The more I think about it, sleazenation, the more I think you should expect the former, and not the latter which i agree would be completely anticlimactic and undeniably what I think we are all fearing: the discrediting of all that Morrison has given to this book and to the X Men in general with his run.
Seemingly, Morrison's motivations for killing Magneto in the first place way back in 115 were exactly what the character needed, but what no one was willing to admit: have these characters, this CONCEPT take the next step in its own evolution, and find out what the world is like when Xavier gets his chance, and gives "The Dream" its next breath. But of course it would be a waste for the brilliance of character, metaphor and analagy that is Erik Lensherr to simply go quietly into the night. I find Quicksilver's comment in 132 to be reflexive of that: "I believe my father's greatest trick is to be more dangerous dead than alive".
And so the general assumption is that while he IS dead, as a martyr the character lives on and continues to be the intricately complex and multifariously dynamic juxtaposition to the essence of Xavier's dream that Magneto has always been... though now, ironically, Magnus's role in that sense is given new life.
Now it's discovered he's still alive. More than that he's posed as a character which has served as perhaps one of the foremost representations of Xavierism (if u will), and now we see that he's pulled the rug out from all. How deep the deception is remains to be seem, though I sincerely hope he was not involved in the destruction of Genosha as that would seem DEEPLY out of character for him.

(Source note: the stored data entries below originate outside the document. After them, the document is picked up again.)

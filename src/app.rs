use std::time::{Duration, Instant};

use camino::Utf8PathBuf;
use serde::Serialize;

use crate::bucket::{
    Bucket, RemoteStorage, UploadAction, em_metadata_blob_name, em_tile_blob_name,
    segmentation_blob_name, segmentation_metadata_blob_name,
};
use crate::config::ResolvedConfig;
use crate::discovery::{discover_tiles, tiles_root};
use crate::domain::DatasetId;
use crate::em_metadata::EmMetadata;
use crate::error::IngestError;
use crate::segmentation::find_segmentation_files;
use crate::store::Store;
use crate::viewer::{SegmentationMetadata, ViewerConfig};

#[derive(Debug, Clone, Copy, Default)]
pub struct IngestOptions {
    pub overwrite: bool,
    pub dry_run: bool,
}

#[derive(Debug, Clone, Serialize)]
pub struct IngestResult {
    pub dataset: String,
    pub dry_run: bool,
    pub tiles: usize,
    pub metadata: Option<MetadataUpload>,
    pub tile_uploads: UploadSummary,
    pub finished_at: String,
}

#[derive(Debug, Clone, Serialize)]
pub struct MetadataUpload {
    pub number_slices: usize,
    pub slice_range: (u32, u32),
    pub merged_with_remote: bool,
    pub remote_discarded: bool,
    pub local_path: String,
    pub blob: String,
    pub action: UploadAction,
}

#[derive(Debug, Clone, Serialize)]
pub struct SegmentationResult {
    pub dataset: String,
    pub dry_run: bool,
    pub files: usize,
    pub uploads: UploadSummary,
    pub resolutions: Option<UploadAction>,
    pub finished_at: String,
}

#[derive(Debug, Clone, Default, Serialize)]
pub struct UploadSummary {
    pub uploaded: usize,
    pub skipped: usize,
    pub dry_run: usize,
}

impl UploadSummary {
    fn record(&mut self, action: UploadAction) {
        match action {
            UploadAction::Uploaded => self.uploaded += 1,
            UploadAction::Skipped => self.skipped += 1,
            UploadAction::DryRun => self.dry_run += 1,
        }
    }
}

#[derive(Debug, Clone)]
pub struct ProgressEvent {
    pub message: String,
    pub elapsed: Option<Duration>,
}

pub trait ProgressSink {
    fn event(&self, event: ProgressEvent);
}

pub struct App<B: Bucket> {
    store: Store,
    bucket: B,
    config: ResolvedConfig,
}

impl<B: Bucket> App<B> {
    pub fn new(store: Store, bucket: B, config: ResolvedConfig) -> Self {
        Self {
            store,
            bucket,
            config,
        }
    }

    pub fn bucket(&self) -> &B {
        &self.bucket
    }

    pub fn compute_metadata(
        &self,
        paths: &[Utf8PathBuf],
        sink: &dyn ProgressSink,
    ) -> Result<EmMetadata, IngestError> {
        sink.event(ProgressEvent {
            message: "phase=Discover; scanning EM tiles".to_string(),
            elapsed: None,
        });
        let tiles = discover_tiles(paths)?;

        let start = Instant::now();
        sink.event(ProgressEvent {
            message: format!("phase=Metadata; reading {} tiles", tiles.len()),
            elapsed: None,
        });
        let metadata = EmMetadata::from_tiles(&tiles)?;
        sink.event(ProgressEvent {
            message: format!("phase=Metadata; {} slices", metadata.number_slices),
            elapsed: Some(start.elapsed()),
        });
        Ok(metadata)
    }

    pub fn ingest_em(
        &self,
        dataset: &DatasetId,
        paths: &[Utf8PathBuf],
        options: IngestOptions,
        sink: &dyn ProgressSink,
    ) -> Result<IngestResult, IngestError> {
        let storage = RemoteStorage::new(&self.bucket, options.dry_run);

        sink.event(ProgressEvent {
            message: "phase=Discover; scanning EM tiles".to_string(),
            elapsed: None,
        });
        let tiles = discover_tiles(paths)?;
        if tiles.is_empty() {
            tracing::warn!("skipping EM tiles upload: no files found");
            return Ok(IngestResult {
                dataset: dataset.to_string(),
                dry_run: options.dry_run,
                tiles: 0,
                metadata: None,
                tile_uploads: UploadSummary::default(),
                finished_at: iso_timestamp(),
            });
        }

        let start = Instant::now();
        sink.event(ProgressEvent {
            message: "phase=Metadata; calculating EM tiles metadata".to_string(),
            elapsed: None,
        });
        let fresh = EmMetadata::from_tiles(&tiles)?;
        sink.event(ProgressEvent {
            message: format!("phase=Metadata; {} slices", fresh.number_slices),
            elapsed: Some(start.elapsed()),
        });

        let blob = em_metadata_blob_name(dataset);
        let mut merged_with_remote = false;
        let mut remote_discarded = false;
        let metadata = match storage.get_blob(&blob)? {
            Some(content) => match EmMetadata::from_json(&content) {
                Ok(persisted) => {
                    merged_with_remote = true;
                    persisted.merge(&fresh)
                }
                Err(err) => {
                    tracing::warn!("remote EM tiles metadata is malformed and will be overwritten: {err}");
                    remote_discarded = true;
                    fresh
                }
            },
            None => fresh,
        };

        let local_dir = tiles_root(&tiles).unwrap_or_else(|| {
            let fallback = self.store.config_root().to_path_buf();
            tracing::warn!("found multiple root parents of the EM tiles, will save metadata in {fallback}");
            fallback
        });
        let local_path = local_dir.join("metadata.json");
        let content = metadata.to_json()?;
        if options.dry_run {
            tracing::info!("EM tiles metadata will be saved in {local_path} and uploaded as {blob}");
        } else {
            tracing::info!("saving EM tiles metadata in {local_path}");
            Store::write_bytes_atomic(&local_path, &content)?;
        }

        sink.event(ProgressEvent {
            message: format!("phase=Upload; {blob}"),
            elapsed: None,
        });
        // merged metadata always supersedes the published copy
        let action = storage.upload_bytes(&content, &blob, true)?;

        let mut tile_uploads = UploadSummary::default();
        let start = Instant::now();
        for tile in &tiles {
            let tile_blob = em_tile_blob_name(dataset, tile);
            tile_uploads.record(storage.upload(tile.path(), &tile_blob, options.overwrite)?);
        }
        sink.event(ProgressEvent {
            message: format!(
                "phase=Upload; tiles uploaded={} skipped={}",
                tile_uploads.uploaded, tile_uploads.skipped
            ),
            elapsed: Some(start.elapsed()),
        });

        Ok(IngestResult {
            dataset: dataset.to_string(),
            dry_run: options.dry_run,
            tiles: tiles.len(),
            metadata: Some(MetadataUpload {
                number_slices: metadata.number_slices,
                slice_range: metadata.slice_range,
                merged_with_remote,
                remote_discarded,
                local_path: local_path.to_string(),
                blob,
                action,
            }),
            tile_uploads,
            finished_at: iso_timestamp(),
        })
    }

    pub fn ingest_segmentations(
        &self,
        dataset: &DatasetId,
        paths: &[Utf8PathBuf],
        options: IngestOptions,
        sink: &dyn ProgressSink,
    ) -> Result<SegmentationResult, IngestError> {
        let storage = RemoteStorage::new(&self.bucket, options.dry_run);

        sink.event(ProgressEvent {
            message: "phase=Discover; scanning segmentation files".to_string(),
            elapsed: None,
        });
        let found = find_segmentation_files(paths)?;

        let mut uploads = UploadSummary::default();
        if found.files.is_empty() {
            tracing::warn!("skipping segmentation upload: no files found");
        } else {
            let start = Instant::now();
            for file in &found.files {
                let blob = segmentation_blob_name(dataset, file.slice);
                uploads.record(storage.upload(&file.path, &blob, options.overwrite)?);
            }
            sink.event(ProgressEvent {
                message: format!(
                    "phase=Upload; segmentations uploaded={} skipped={}",
                    uploads.uploaded, uploads.skipped
                ),
                elapsed: Some(start.elapsed()),
            });
        }

        let resolutions = match (&found.resolutions, found.files.is_empty()) {
            (_, true) => None,
            (None, false) => {
                tracing::warn!("skipping segmentation resolutions metadata upload: no files found");
                None
            }
            (Some(path), false) => {
                let content = std::fs::read(path.as_std_path())
                    .map_err(|err| IngestError::Filesystem(format!("read {path}: {err}")))?;
                SegmentationMetadata::from_json(&content)?;
                let blob = segmentation_metadata_blob_name(dataset);
                sink.event(ProgressEvent {
                    message: format!("phase=Upload; {blob}"),
                    elapsed: None,
                });
                Some(storage.upload_bytes(&content, &blob, options.overwrite)?)
            }
        };

        Ok(SegmentationResult {
            dataset: dataset.to_string(),
            dry_run: options.dry_run,
            files: found.files.len(),
            uploads,
            resolutions,
            finished_at: iso_timestamp(),
        })
    }

    pub fn viewer_config(
        &self,
        dataset: &DatasetId,
        sink: &dyn ProgressSink,
    ) -> Result<ViewerConfig, IngestError> {
        sink.event(ProgressEvent {
            message: format!("phase=Resolve; viewer configuration for {dataset}"),
            elapsed: None,
        });

        let content = self
            .bucket
            .get_blob(&em_metadata_blob_name(dataset))?
            .ok_or_else(|| IngestError::MetadataNotFound(dataset.to_string()))?;
        let em = EmMetadata::from_json(&content)?;

        let segmentation = self
            .bucket
            .get_blob(&segmentation_metadata_blob_name(dataset))?
            .map(|content| SegmentationMetadata::from_json(&content))
            .transpose()?;

        ViewerConfig::resolve(dataset, &em, segmentation.as_ref(), &self.config.templates)
    }
}

fn iso_timestamp() -> String {
    chrono::Utc::now().to_rfc3339()
}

My point is (sorry it took so long) that is Morrison has all the foresight and imagination to which we have thus far credited him, I can see now that he's done all this with reason... if we all believed the death of Magneto to be what was best for the character, no doubt he saw as much too, only perhaps he saw more. One last story, to do Magnus the justice as a master manipulator, as despotic ruler, as the archetype of his cause that he could forever be defined by.